Biochemical studies were used to further elucidate the pathway of electron transfer across the outer membrane (OM) of Shewanella oneidensis MR-1 and scaling kinetics were conducted to determine the dependence of two OM proteins, OmcA and MtrC, in dissimilatory metal reduction (DMR).

An outer membrane (OM) protein complex MtrC/A/B was purified from anaerobically grown Shewanella oneidensis MR-1. Analytical ultracentrifugation was used to characterize the complex and its molecular mass was determined to be approximately 198 kDa, which is consistent with a 1:1:1 stoichiometry of the individual subunits. This protein complex reduced both soluble and insoluble iron and manganese forms, with rates of reduction correlating to the metal species; i.e. soluble iron was reduced fastest while the most crystalline iron mineral goethite was reduced slowest. This trend is dependent upon the mineral reactivity and not enzyme specificity and therefore these proteins merely act as grounding wires to transfer electrons out of the cell.

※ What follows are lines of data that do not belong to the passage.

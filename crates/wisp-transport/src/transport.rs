//! Transport trait abstraction for multiple channel backends.
//!
//! A transport opens one named local endpoint and produces [`Connection`]s:
//! bidirectional, reliable, ordered streams of discrete frames between two
//! peers. The protocol layers above never see sockets, only frames.

use crate::PeerId;
use async_trait::async_trait;
use std::fmt;
use std::io;
use std::sync::Arc;
use tokio::sync::mpsc;

/// Transport layer errors
#[derive(Debug, thiserror::Error)]
pub enum TransportError {
    /// I/O error from underlying transport
    #[error("I/O error: {0}")]
    Io(#[from] io::Error),

    /// Connection or endpoint is closed
    #[error("Transport is closed")]
    Closed,

    /// Opening the local endpoint failed
    #[error("Failed to bind: {0}")]
    BindFailed(String),

    /// The remote identifier does not name a reachable endpoint
    #[error("Peer unavailable: {0}")]
    PeerUnavailable(String),

    /// Connection failed for any other reason
    #[error("Connection failed: {0}")]
    ConnectionFailed(String),

    /// Frame exceeds [`crate::MAX_FRAME_SIZE`]
    #[error("Frame too large: {size} bytes (max {max})")]
    FrameTooLarge {
        /// Offending frame size
        size: usize,
        /// Configured maximum
        max: usize,
    },

    /// Remote violated the framing protocol
    #[error("Protocol error: {0}")]
    Protocol(String),
}

/// Result type for transport operations
pub type TransportResult<T> = Result<T, TransportError>;

/// Outbound half of a connection.
///
/// Sending is ordered: frames arrive at the remote in the order
/// `send_frame` calls completed.
#[async_trait]
pub trait FrameSink: Send + Sync {
    /// Deliver one frame to the remote peer.
    ///
    /// # Errors
    /// Returns [`TransportError::Closed`] once either side closed the
    /// connection.
    async fn send_frame(&self, frame: Vec<u8>) -> TransportResult<()>;

    /// Close the connection. Idempotent.
    async fn close(&self);

    /// Check if the connection is closed on this side.
    fn is_closed(&self) -> bool;
}

/// An established connection to a remote peer
pub struct Connection {
    /// Remote peer identifier
    pub remote: PeerId,
    /// Outbound frame sink, shared with whoever needs to send
    pub sink: Arc<dyn FrameSink>,
    /// Inbound frames; yields `None` once the connection is gone
    pub frames: mpsc::UnboundedReceiver<Vec<u8>>,
}

impl fmt::Debug for Connection {
    fn fmt(&self, f: &mut fmt::Formatter<'_>) -> fmt::Result {
        f.debug_struct("Connection")
            .field("remote", &self.remote)
            .field("closed", &self.sink.is_closed())
            .finish_non_exhaustive()
    }
}

/// A bound local endpoint
#[derive(Debug)]
pub struct Listener {
    /// Identifier other peers dial to reach this endpoint
    pub local: PeerId,
    /// Inbound connections, in accept order
    pub incoming: mpsc::UnboundedReceiver<Connection>,
}

/// Async transport trait.
///
/// One transport value represents one local endpoint. `listen` must be
/// called before `dial`, which passes the local identifier to the remote so
/// it can attribute the inbound connection.
///
/// # Examples
///
/// ```
/// use wisp_transport::{MemoryNetwork, Transport};
///
/// # async fn example() -> Result<(), Box<dyn std::error::Error>> {
/// let network = MemoryNetwork::new();
/// let alice = network.transport();
/// let bob = network.transport();
///
/// let alice_listener = alice.listen().await?;
/// let mut bob_listener = bob.listen().await?;
///
/// let conn = alice.dial(&alice_listener.local, &bob_listener.local).await?;
/// conn.sink.send_frame(b"hello".to_vec()).await?;
///
/// let mut inbound = bob_listener.incoming.recv().await.unwrap();
/// assert_eq!(inbound.remote, alice_listener.local);
/// assert_eq!(inbound.frames.recv().await.unwrap(), b"hello");
/// # Ok(())
/// # }
/// ```
#[async_trait]
pub trait Transport: Send + Sync {
    /// Open the local endpoint.
    ///
    /// # Errors
    /// Returns [`TransportError::BindFailed`] if the endpoint cannot be
    /// opened or is already open.
    async fn listen(&self) -> TransportResult<Listener>;

    /// Open a connection from `local` to `remote`.
    ///
    /// # Errors
    /// Returns [`TransportError::PeerUnavailable`] if nothing answers under
    /// `remote`, or [`TransportError::ConnectionFailed`] for other failures.
    async fn dial(&self, local: &PeerId, remote: &PeerId) -> TransportResult<Connection>;

    /// Close the local endpoint; the listener's incoming stream ends.
    /// Established connections are not affected.
    async fn shutdown(&self);
}
//! Reusable test fixtures

mod two_node;

pub use two_node::{EVENT_TIMEOUT, TwoNodeFixture, fast_config, next_event};
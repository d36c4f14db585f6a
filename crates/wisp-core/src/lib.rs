//! # WISP Core
//!
//! Core protocol implementation for WISP, encrypted chunked file transfer
//! between two directly connected peers.
//!
//! This crate provides:
//! - The wire [`Message`] union and its `bincode` codec
//! - The [`TransferEngine`]: key exchange, encryption, chunked send,
//!   reassembly and decryption on receive
//! - The [`SessionManager`]: local endpoint, peer connection registry and the
//!   [`SessionEvent`] stream
//! - Configuration, progress reporting and error types
//!
//! ## Architecture
//!
//! ```text
//! ┌─────────────────────────────────────────────────────────────────┐
//! │                      SessionManager                              │
//! │   (local endpoint, one reader task per peer connection)         │
//! ├─────────────────────────────────────────────────────────────────┤
//! │                      TransferEngine                              │
//! │   (KeyExchange → File | Metadata, Chunk*, FileComplete)         │
//! ├──────────────────────┬──────────────────────────────────────────┤
//! │  KeyStore (crypto)   │  ReassemblyStore (files)                  │
//! ├──────────────────────┴──────────────────────────────────────────┤
//! │                      Transport (frames)                          │
//! └─────────────────────────────────────────────────────────────────┘
//! ```
//!
//! ## Example
//!
//! ```
//! use std::sync::Arc;
//! use wisp_core::{NodeConfig, OutgoingFile, ReceiveEvent, SessionEvent, SessionManager};
//! use wisp_transport::MemoryNetwork;
//!
//! # async fn example() -> Result<(), Box<dyn std::error::Error>> {
//! let network = MemoryNetwork::new();
//! let (alice, _) = SessionManager::with_config(Arc::new(network.transport()), NodeConfig::default())?;
//! let (bob, mut bob_events) = SessionManager::with_config(Arc::new(network.transport()), NodeConfig::default())?;
//!
//! alice.start().await?;
//! let bob_id = bob.start().await?;
//! alice.connect(&bob_id).await?;
//!
//! let file = OutgoingFile::new("hello.txt", "text/plain", b"hi bob".to_vec());
//! alice.send_file(&bob_id, file, |p| println!("{}%", p.percent())).await?;
//!
//! while let Some(event) = bob_events.recv().await {
//!     if let SessionEvent::Received { event: ReceiveEvent::FileReceived(file), .. } = event {
//!         assert_eq!(file.data, b"hi bob");
//!         break;
//!     }
//! }
//! # Ok(())
//! # }
//! ```

#![warn(missing_docs)]
#![warn(clippy::all)]

pub mod config;
pub mod engine;
pub mod error;
pub mod message;
pub mod progress;
pub mod session;
pub mod session_manager;

pub use config::{NodeConfig, SessionConfig, TransferConfig};
pub use engine::{OutgoingFile, ReceiveEvent, ReceivedFile, TransferEngine};
pub use error::{NodeError, Result};
pub use message::{DataType, FileChunk, Message};
pub use progress::{TransferProgress, TransferStatus};
pub use session::{ConnectionState, PeerConnection};
pub use session_manager::{SessionEvent, SessionManager};
//! Payload chunking.

use crate::DEFAULT_CHUNK_SIZE;

/// Split a payload into fixed-size pieces
#[derive(Debug, Clone, Copy)]
pub struct FileChunker {
    chunk_size: usize,
}

impl FileChunker {
    /// Create a new chunker with default chunk size
    pub fn new() -> Self {
        Self::with_chunk_size(DEFAULT_CHUNK_SIZE)
    }

    /// Create a new chunker with custom chunk size
    ///
    /// # Panics
    ///
    /// Panics if `size` is zero.
    pub fn with_chunk_size(size: usize) -> Self {
        assert!(size > 0, "chunk size must be non-zero");
        Self { chunk_size: size }
    }

    /// Calculate number of chunks for a payload
    pub fn chunk_count(&self, len: u64) -> u64 {
        len.div_ceil(self.chunk_size as u64)
    }

    /// Returns true if a payload of `len` bytes has to be split
    pub fn needs_chunking(&self, len: usize) -> bool {
        len > self.chunk_size
    }

    /// Iterate over the chunks of `data`; the final chunk may be shorter
    pub fn split<'a>(&self, data: &'a [u8]) -> impl ExactSizeIterator<Item = &'a [u8]> + 'a {
        data.chunks(self.chunk_size)
    }
}

impl Default for FileChunker {
    fn default() -> Self {
        Self::new()
    }
}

Rates of iron reduction were determined at three scales: transient state with purified enzymes, steady state with total membrane (TM) fractions, and steady state with whole cells (WC). Transient state soluble iron reduction kinetic analysis was performed using stop flow techniques to determine molecular rate constants. The reactivity of soluble iron forms for both OmcA and MtrC follows the decrease in the association constant for ligand-metal complexation: EDTA-Fe³⁺, NTA-Fe³⁺, and Citrate-Fe³⁺ . Western blot analysis was used to determine the molar amounts of OmcA and MtrC in TM and WC samples in order to convert specific activity (moles Fe²⁺ formed/min/mg protein) to a velocity (s^-1 : moles Fe²⁺ formed/sec/moles OmcA). Comparison of rates between transient state and steady state revealed that OmcA and MtrC are kinetically competent to account for whole cell catalysis of soluble iron. When rates of reduction of solid Fe-oxides (goethite) were compared at each kinetic scale, transient-state rate constants were 100 to 1000 times slower than steady-state rate constants. When flavins were included in the reaction mechanism, kinetic competence was exhibited. Thus, electron shuttles, such as flavins, are necessary to account for catalysis of goethite in whole cells.

As observed for iron oxides, OmcA and MtrC were not kinetically competent to account for physiological manganese oxide reduction via direct contact because the relevant rate constants were 3 orders of magnitude too slow. In the presence of flavins, the reaction rates were greatly increased and able to account for the reduction of insoluble manganese oxides in vivo. The extent of flavin stimulation was dependent upon the mineral reactivity, with regards to mineral composition (Fe versus Mn) and mineral structure.